= Eleanor Jane Taylor Calverley =

American medical missionary in Kuwait

Eleanor Calverley, M.D. (1887–1968) was the first medical missionary in Kuwait to gain the trust of Arab women who were forbidden to see male physicians.

==Early life==
Born in Woodstock, New Jersey, on March 24, 1887, to William Lewis and Jane Long Hillman Taylor, Calverley was educated in public schools of New Haven, Connecticut. She pursued a medical education at the Women's Medical College of Pennsylvania, graduating in 1908. On September 6, 1909, Eleanor married Edwin Elliott Calverley, a missionary and scholar of Arabic and Islamic studies, with whom she trained for work in the Arabian Peninsula. They traveled together to Kuwait in 1911, and worked there for many years. They had three daughters: Grace, Elisabeth and Eleanor.

== Work ==
She was the first woman doctor in Kuwait.
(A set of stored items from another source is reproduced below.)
//! Fan-out dispatcher: one wide course request becomes one message per course.
//!
//! Publishing is sequential and not contained per item: the first publish
//! error aborts the dispatch, leaving earlier messages published.

use serde::{Deserialize, Serialize};
use serde_json::Value;
use tracing::info;

use crate::messaging::{PublishError, Publisher};
use crate::models::work_item::WorkItem;

/// Body of each published message, and of a single-course invocation.
#[derive(Debug, Clone, PartialEq, Eq, Serialize, Deserialize)]
#[serde(rename_all = "camelCase")]
pub struct CourseRequest {
    pub course_name: String,
}

/// Extracts course names from `{ courses: [string | { name }] }`.
pub fn parse_course_names(message: &Value) -> Option<Vec<String>> {
    let courses = message.get("courses")?.as_array()?;
    courses
        .iter()
        .map(|c| {
            serde_json::from_value::<WorkItem>(c.clone())
                .ok()
                .map(|item| item.name)
        })
        .collect()
}

/// Publishes one `{ courseName }` message per name, in order. Returns the
/// number of messages published.
pub async fn dispatch(
    publisher: &dyn Publisher,
    topic: &str,
    names: &[String],
) -> Result<usize, PublishError> {
    for name in names {
        let message = serde_json::to_value(CourseRequest {
            course_name: name.clone(),
        })?;
        publisher.publish(topic, &message).await?;
        info!("Published course '{name}' to '{topic}'");
    }
    Ok(names.len())
}
//! Item generator: one work item in, one persisted record out.
//!
//! Flow: build conversation → completion → sanitize + parse → resolve image
//! → normalize → stamp `createdDate` → `add` to the domain collection.
//!
//! Completion and image spend is incurred before persistence: a parse or
//! persist failure leaves "spent tokens, no record".

use std::sync::Arc;

use async_trait::async_trait;
use chrono::{NaiveDate, SecondsFormat, Utc};
use serde_json::{Map, Value};
use tracing::{debug, info};

use crate::documents::DocumentStore;
use crate::generation::domains::{DomainSpec, GeneratorKind, ImagePrompt};
use crate::generation::error::{GenerationError, Stage};
use crate::generation::guard::NATURAL_KEY;
use crate::generation::images::{resolve_image, ImageStage};
use crate::generation::normalize::normalize_record;
use crate::generation::sanitizer::parse_object;
use crate::llm_client::{CompletionService, Conversation};
use crate::models::record::GeneratedRecord;
use crate::models::work_item::WorkItem;

/// Anything the batch orchestrator can run per work item.
#[async_trait]
pub trait ItemGenerator: Send + Sync {
    fn spec(&self) -> &'static DomainSpec;

    /// Generates and persists the record for `item`.
    async fn generate(&self, item: &WorkItem) -> Result<GeneratedRecord, GenerationError>;
}

/// ISO-8601 UTC timestamp with millisecond precision, e.g. `2024-03-07T09:15:02.123Z`.
pub fn timestamp_now() -> String {
    Utc::now().to_rfc3339_opts(SecondsFormat::Millis, true)
}

/// Rejects a parsed body that carries nothing beyond the natural key, or
/// that lacks one of `required`. Null counts as missing.
pub fn check_required(
    body: &Map<String, Value>,
    required: &[&str],
    stage: Stage,
) -> Result<(), GenerationError> {
    if body.keys().all(|key| key == NATURAL_KEY) {
        return Err(GenerationError::parse(stage, "empty record"));
    }
    match required
        .iter()
        .find(|field| body.get(**field).map_or(true, Value::is_null))
    {
        Some(field) => Err(GenerationError::parse(
            stage,
            format!("missing required field '{field}'"),
        )),
        None => Ok(()),
    }
}

/// Shared tail of every generator: image, normalization, timestamp, write.
#[derive(Clone)]
pub struct RecordSink {
    spec: &'static DomainSpec,
    documents: Arc<dyn DocumentStore>,
    images: Option<ImageStage>,
}

impl RecordSink {
    pub fn new(
        spec: &'static DomainSpec,
        documents: Arc<dyn DocumentStore>,
        images: Option<ImageStage>,
    ) -> Self {
        Self {
            spec,
            documents,
            images,
        }
    }

    pub async fn persist(
        &self,
        item: &WorkItem,
        mut body: Map<String, Value>,
    ) -> Result<GeneratedRecord, GenerationError> {
        // The persisted natural key is the requested name, so the duplicate
        // guard and the unique index see the same key.
        body.insert(NATURAL_KEY.into(), Value::String(item.name.clone()));

        if self.spec.image != ImagePrompt::None || item.image.is_some() {
            let image = resolve_image(self.images.as_ref(), item, &body).await;
            body.insert("image".into(), Value::String(image));
        }

        normalize_record(&mut body, self.spec.normalize);
        body.insert("createdDate".into(), Value::String(timestamp_now()));

        let id = self
            .documents
            .add(self.spec.collection, body.clone())
            .await
            .map_err(GenerationError::Persist)?;

        info!(
            "Saved {} '{}' to '{}' with id {id}",
            self.spec.slug, item.name, self.spec.collection
        );

        Ok(GeneratedRecord {
            id,
            domain: self.spec.domain,
            name: item.name.clone(),
            data: body,
        })
    }
}

/// Single completion call per item, prompt template from configuration.
pub struct SingleShotGenerator {
    spec: &'static DomainSpec,
    completions: Arc<dyn CompletionService>,
    request_prompt: String,
    build_request: fn(&str, &str, NaiveDate) -> String,
    max_tokens: u32,
    sink: RecordSink,
}

impl SingleShotGenerator {
    /// Returns `None` if `spec` is not a single-shot domain.
    pub fn new(
        spec: &'static DomainSpec,
        completions: Arc<dyn CompletionService>,
        request_prompt: String,
        sink: RecordSink,
    ) -> Option<Self> {
        let GeneratorKind::SingleShot {
            build_request,
            max_tokens,
            ..
        } = spec.generator
        else {
            return None;
        };
        Some(Self {
            spec,
            completions,
            request_prompt,
            build_request,
            max_tokens,
            sink,
        })
    }

    fn conversation(&self, name: &str, today: NaiveDate) -> Conversation {
        Conversation::single((self.build_request)(name, &self.request_prompt, today))
    }
}

#[async_trait]
impl ItemGenerator for SingleShotGenerator {
    fn spec(&self) -> &'static DomainSpec {
        self.spec
    }

    async fn generate(&self, item: &WorkItem) -> Result<GeneratedRecord, GenerationError> {
        let conversation = self.conversation(&item.name, Utc::now().date_naive());
        debug!("Prepared conversation for {}: {:?}", item.name, conversation);

        let raw = self
            .completions
            .complete(self.spec.model, &conversation, self.max_tokens)
            .await
            .map_err(|source| GenerationError::Completion {
                stage: Stage::Record,
                source,
            })?;
        debug!("Completion for {}: {raw}", item.name);

        let body = parse_object(&raw)
            .map_err(|e| GenerationError::parse(Stage::Record, e.to_string()))?;
        check_required(&body, self.spec.required, Stage::Record)?;

        self.sink.persist(item, body).await
    }
}
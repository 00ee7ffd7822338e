//! Batch orchestrator.
//!
//! Items run strictly one after another. Per item: duplicate check, skip if
//! present, otherwise generate. Item-level errors are logged with the item
//! name and stage and never fail the batch.

use serde::Serialize;
use serde_json::Value;
use thiserror::Error;
use tracing::{error, info, warn};
use uuid::Uuid;

use crate::documents::{DocumentError, DocumentStore};
use crate::generation::domains::DomainSpec;
use crate::generation::error::{GenerationError, Stage};
use crate::generation::guard;
use crate::generation::item::ItemGenerator;
use crate::models::work_item::WorkItem;

#[derive(Debug, Error)]
pub enum BatchInputError {
    #[error("message has no '{0}' array")]
    MissingItems(&'static str),

    #[error("invalid work item in '{key}': {source}")]
    InvalidItem {
        key: &'static str,
        #[source]
        source: serde_json::Error,
    },
}

/// Decodes `{ <message_key>: [WorkItem] }`.
pub fn parse_work_items(
    spec: &DomainSpec,
    message: &Value,
) -> Result<Vec<WorkItem>, BatchInputError> {
    let items = message
        .get(spec.message_key)
        .filter(|v| v.is_array())
        .ok_or(BatchInputError::MissingItems(spec.message_key))?;
    serde_json::from_value(items.clone()).map_err(|source| BatchInputError::InvalidItem {
        key: spec.message_key,
        source,
    })
}

#[derive(Debug, Clone, Serialize)]
pub struct GeneratedItem {
    pub name: String,
    pub id: Uuid,
}

#[derive(Debug, Clone, Serialize)]
pub struct FailedItem {
    pub name: String,
    pub stage: String,
    pub error: String,
}

/// Aggregate result of one batch. Returned with a success status even when
/// some items failed.
#[derive(Debug, Clone, Default, Serialize)]
pub struct BatchSummary {
    pub message: String,
    pub generated: Vec<GeneratedItem>,
    pub skipped: Vec<String>,
    pub failed: Vec<FailedItem>,
}

impl BatchSummary {
    fn fail(&mut self, item: &WorkItem, err: &GenerationError) {
        let stage = err.stage().to_string();
        error!(item = %item.name, stage = %stage, "Generation failed: {err}");
        self.failed.push(FailedItem {
            name: item.name.clone(),
            stage,
            error: err.to_string(),
        });
    }
}

pub async fn run(
    documents: &dyn DocumentStore,
    generator: &dyn ItemGenerator,
    items: &[WorkItem],
) -> BatchSummary {
    let spec = generator.spec();
    let mut summary = BatchSummary::default();
    info!("Processing {} {} item(s)", items.len(), spec.slug);

    for item in items {
        match guard::exists(documents, spec.collection, &item.name).await {
            Ok(true) => {
                info!("{} '{}' already exists. Skipping.", spec.slug, item.name);
                summary.skipped.push(item.name.clone());
                continue;
            }
            Ok(false) => {}
            Err(e) => {
                summary.fail(item, &GenerationError::DuplicateCheck(e));
                continue;
            }
        }

        match generator.generate(item).await {
            Ok(record) => {
                info!("Generated {:?} '{}' ({})", record.domain, record.name, record.image());
                summary.generated.push(GeneratedItem {
                    name: record.name,
                    id: record.id,
                });
            }
            Err(GenerationError::Persist(DocumentError::Conflict { .. })) => {
                warn!(
                    item = %item.name,
                    stage = %Stage::Persist,
                    "Lost a race to a concurrent invocation. Skipping."
                );
                summary.skipped.push(item.name.clone());
            }
            Err(e) => summary.fail(item, &e),
        }
    }

    summary.message = format!("{} processed successfully.", spec.label);
    info!(
        "Batch done: {} generated, {} skipped, {} failed",
        summary.generated.len(),
        summary.skipped.len(),
        summary.failed.len()
    );
    summary
}
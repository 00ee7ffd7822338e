//! Follow-up workflows that mutate already generated records by document id:
//! filling in industry details and re-creating missing images.
//!
//! Both are log-and-continue per document.

use serde::Serialize;
use serde_json::{Map, Value};
use tracing::{error, info, warn};
use uuid::Uuid;

use crate::documents::{Document, DocumentError, DocumentStore};
use crate::generation::images::ImageGenerator;
use crate::generation::item::timestamp_now;
use crate::generation::normalize::{normalize_record, NormalizedField};
use crate::generation::sanitizer::parse_object;
use crate::llm_client::prompts::NAME_PLACEHOLDER;
use crate::llm_client::{CompletionService, Conversation};

pub const INDUSTRY_COLLECTION: &str = "industries";
pub const DETAIL_MAX_TOKENS: u32 = 4096;
pub const BACKFILL_SCAN_LIMIT: i64 = 100;
pub const DEFAULT_BACKFILL_COLLECTION: &str = "workouts";
pub const DEFAULT_BACKFILL_COUNT: usize = 5;

#[derive(Debug, Default, Serialize)]
pub struct EnrichSummary {
    pub message: String,
    pub updated: Vec<String>,
    pub failed: Vec<String>,
}

fn needs_details(document: &Document) -> bool {
    document
        .data
        .get("updatedDate")
        .map_or(true, Value::is_null)
}

fn name_of(document: &Document) -> String {
    document.str_field("name").unwrap_or_default().to_string()
}

async fn detail_industry(
    documents: &dyn DocumentStore,
    completions: &dyn CompletionService,
    model: &str,
    prompt: &str,
    document: &Document,
) -> Result<(), String> {
    let name = name_of(document);
    let conversation = Conversation::single(format!("Industry name: {name}. {prompt}"));
    let raw = completions
        .complete(model, &conversation, DETAIL_MAX_TOKENS)
        .await
        .map_err(|e| e.to_string())?;
    let mut details = parse_object(&raw).map_err(|e| e.to_string())?;
    normalize_record(&mut details, &[NormalizedField::Category]);

    let mut fields = Map::new();
    fields.insert("detailedInfo".into(), Value::Object(details));
    fields.insert("updatedDate".into(), Value::String(timestamp_now()));
    documents
        .set_merge(INDUSTRY_COLLECTION, document.id, fields)
        .await
        .map_err(|e| e.to_string())
}

/// Adds `detailedInfo` to every industry that has no `updatedDate` yet.
pub async fn populate_industry_details(
    documents: &dyn DocumentStore,
    completions: &dyn CompletionService,
    model: &str,
    prompt: &str,
) -> Result<EnrichSummary, DocumentError> {
    let all = documents.list(INDUSTRY_COLLECTION, i64::MAX).await?;
    let candidates: Vec<&Document> = all.iter().filter(|d| needs_details(d)).collect();
    info!(
        "Found {} industries, {} to process",
        all.len(),
        candidates.len()
    );

    let mut summary = EnrichSummary::default();
    for document in candidates {
        let name = name_of(document);
        match detail_industry(documents, completions, model, prompt, document).await {
            Ok(()) => {
                info!("Saved details for industry '{name}' ({})", document.id);
                summary.updated.push(name);
            }
            Err(e) => {
                error!(item = %name, stage = "populate", "Error processing industry: {e}");
                summary.failed.push(name);
            }
        }
    }
    summary.message = "Industries processed successfully.".into();
    Ok(summary)
}

struct MissingImage {
    id: Uuid,
    name: String,
    previous: String,
}

/// Last path segment of an asset URL, which is its object key.
fn object_key(url: &str) -> Option<&str> {
    url.rsplit('/').next().filter(|key| !key.is_empty())
}

async fn find_missing_images(
    documents: &dyn DocumentStore,
    images: &ImageGenerator,
    collection: &str,
    count: usize,
) -> Result<Vec<MissingImage>, DocumentError> {
    let scanned = documents.list(collection, BACKFILL_SCAN_LIMIT).await?;
    let mut missing = Vec::new();

    for document in &scanned {
        if missing.len() >= count {
            break;
        }
        let name = name_of(document);
        let image = document.str_field("image").unwrap_or_default();
        if image.is_empty() {
            info!("'{name}' has no image");
            missing.push(MissingImage {
                id: document.id,
                name,
                previous: String::new(),
            });
            continue;
        }

        let Some(key) = object_key(image) else {
            warn!("Unable to extract an object key from {image}");
            continue;
        };
        match images.store().exists(key).await {
            Ok(true) => {}
            Ok(false) => {
                info!("Image {key} for '{name}' is not in the bucket");
                missing.push(MissingImage {
                    id: document.id,
                    name,
                    previous: image.to_string(),
                });
            }
            Err(e) => error!(item = %name, stage = "image", "Error checking image: {e}"),
        }
    }
    Ok(missing)
}

/// Regenerates up to `count` missing images in `collection`.
pub async fn backfill_images(
    documents: &dyn DocumentStore,
    images: &ImageGenerator,
    template: &str,
    collection: &str,
    count: usize,
) -> Result<EnrichSummary, DocumentError> {
    let missing = find_missing_images(documents, images, collection, count).await?;
    info!("Found {} records to process in '{collection}'", missing.len());

    let mut summary = EnrichSummary::default();
    for record in missing {
        let prompt = template.replacen(NAME_PLACEHOLDER, &record.name, 1);
        let url = match images.generate_and_store(&prompt, &record.name, None).await {
            Ok(url) => url,
            Err(e) => {
                error!(item = %record.name, stage = "image", "Failed to generate image: {e}");
                summary.failed.push(record.name.clone());
                record.previous.clone()
            }
        };

        let mut fields = Map::new();
        fields.insert("image".into(), Value::String(url));
        match documents.set_merge(collection, record.id, fields).await {
            Ok(()) => summary.updated.push(record.name),
            Err(e) => {
                error!(item = %record.name, stage = "persist", "Failed to update image: {e}");
                summary.failed.push(record.name);
            }
        }
    }
    summary.message = "Images generated and updated successfully".into();
    Ok(summary)
}
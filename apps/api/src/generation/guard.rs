//! Duplicate guard: point-in-time existence check on the natural key.
//!
//! Check-then-act, not a transaction. Two invocations racing on the same name
//! can both pass; the store's unique index turns the loser's write into a
//! `DocumentError::Conflict`.

use crate::documents::{DocumentError, DocumentStore};

pub const NATURAL_KEY: &str = "name";

pub async fn exists(
    documents: &dyn DocumentStore,
    collection: &str,
    name: &str,
) -> Result<bool, DocumentError> {
    let matches = documents
        .find_by_field(collection, NATURAL_KEY, name)
        .await?;
    Ok(!matches.is_empty())
}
To provide medical care to the general population and the Kuwaiti women in particular, she opened a small dispensary connected to her home. In 1919, under her leadership, the first women's hospital in Kuwait was established. In her memoir, she wrote:

We saw both wealth and poverty among the Arab and Persian populations of Kuwait. Some Persian families were rich; but there were others, recently immigrated from Persia, who had no homes except the sand beside a boat drawn up on the shore. Their only protection was a curtain of sacking, fastened above them to the side of the boat and pegged down into the sand. Freed African slaves, deprived of their former master's support, were also often destitute. Of such we could not require any fee for medical service.